> [Instructions to follow] Across the whole listing, filter for the string "CliError" and copy every line that has it.

> [Given information]
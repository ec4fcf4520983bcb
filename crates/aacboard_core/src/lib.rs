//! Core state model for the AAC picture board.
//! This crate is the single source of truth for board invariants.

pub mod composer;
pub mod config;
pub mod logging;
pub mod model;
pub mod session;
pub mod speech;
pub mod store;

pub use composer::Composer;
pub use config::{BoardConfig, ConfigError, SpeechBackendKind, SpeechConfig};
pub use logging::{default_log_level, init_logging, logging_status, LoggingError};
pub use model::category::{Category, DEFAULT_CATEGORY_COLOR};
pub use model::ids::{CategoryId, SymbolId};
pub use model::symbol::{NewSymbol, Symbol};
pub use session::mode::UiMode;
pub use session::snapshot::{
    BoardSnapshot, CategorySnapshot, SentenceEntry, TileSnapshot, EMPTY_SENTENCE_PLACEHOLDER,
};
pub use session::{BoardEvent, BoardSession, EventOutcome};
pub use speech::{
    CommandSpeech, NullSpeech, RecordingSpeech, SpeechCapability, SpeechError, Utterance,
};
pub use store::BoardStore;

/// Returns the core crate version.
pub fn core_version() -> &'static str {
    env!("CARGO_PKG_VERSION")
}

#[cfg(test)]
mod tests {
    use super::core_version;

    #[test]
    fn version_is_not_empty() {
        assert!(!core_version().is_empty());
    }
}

--

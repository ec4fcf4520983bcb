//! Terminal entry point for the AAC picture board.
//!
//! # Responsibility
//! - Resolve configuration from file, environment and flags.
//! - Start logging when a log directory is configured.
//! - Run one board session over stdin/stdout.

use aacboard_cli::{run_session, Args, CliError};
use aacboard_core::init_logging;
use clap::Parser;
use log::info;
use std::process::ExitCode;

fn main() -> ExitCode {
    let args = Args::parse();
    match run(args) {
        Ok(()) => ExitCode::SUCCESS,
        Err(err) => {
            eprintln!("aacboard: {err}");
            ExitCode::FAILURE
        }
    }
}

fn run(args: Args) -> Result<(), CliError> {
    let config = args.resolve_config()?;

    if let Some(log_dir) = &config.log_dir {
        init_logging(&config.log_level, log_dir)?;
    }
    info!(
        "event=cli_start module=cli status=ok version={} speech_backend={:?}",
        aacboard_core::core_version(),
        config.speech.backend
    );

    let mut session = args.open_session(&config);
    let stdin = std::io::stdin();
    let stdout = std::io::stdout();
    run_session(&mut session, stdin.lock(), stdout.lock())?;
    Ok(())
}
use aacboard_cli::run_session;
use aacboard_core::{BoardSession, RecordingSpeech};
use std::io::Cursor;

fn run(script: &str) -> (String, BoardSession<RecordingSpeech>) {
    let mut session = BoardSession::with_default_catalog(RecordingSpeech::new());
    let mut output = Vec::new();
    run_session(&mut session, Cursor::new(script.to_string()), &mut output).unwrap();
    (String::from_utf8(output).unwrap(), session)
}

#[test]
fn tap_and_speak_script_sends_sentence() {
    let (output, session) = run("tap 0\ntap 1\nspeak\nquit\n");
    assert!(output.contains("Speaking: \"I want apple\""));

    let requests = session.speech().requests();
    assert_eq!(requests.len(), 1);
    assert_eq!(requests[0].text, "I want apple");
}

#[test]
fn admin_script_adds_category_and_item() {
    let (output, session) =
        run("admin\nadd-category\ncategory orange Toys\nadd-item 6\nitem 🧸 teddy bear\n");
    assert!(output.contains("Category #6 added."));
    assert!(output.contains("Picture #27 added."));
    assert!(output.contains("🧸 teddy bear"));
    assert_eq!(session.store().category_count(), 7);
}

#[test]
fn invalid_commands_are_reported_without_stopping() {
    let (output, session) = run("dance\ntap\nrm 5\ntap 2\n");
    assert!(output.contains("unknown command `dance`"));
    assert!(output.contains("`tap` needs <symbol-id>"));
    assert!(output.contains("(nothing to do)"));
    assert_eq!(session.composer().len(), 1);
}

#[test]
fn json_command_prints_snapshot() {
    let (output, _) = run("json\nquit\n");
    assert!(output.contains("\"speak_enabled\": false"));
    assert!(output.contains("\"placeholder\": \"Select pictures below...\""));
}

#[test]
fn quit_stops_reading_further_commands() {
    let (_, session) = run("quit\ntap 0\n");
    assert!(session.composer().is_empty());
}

> [The completed task]
use aacboard_cli::{run_session, Args, CliError};
fn run(args: Args) -> Result<(), CliError> {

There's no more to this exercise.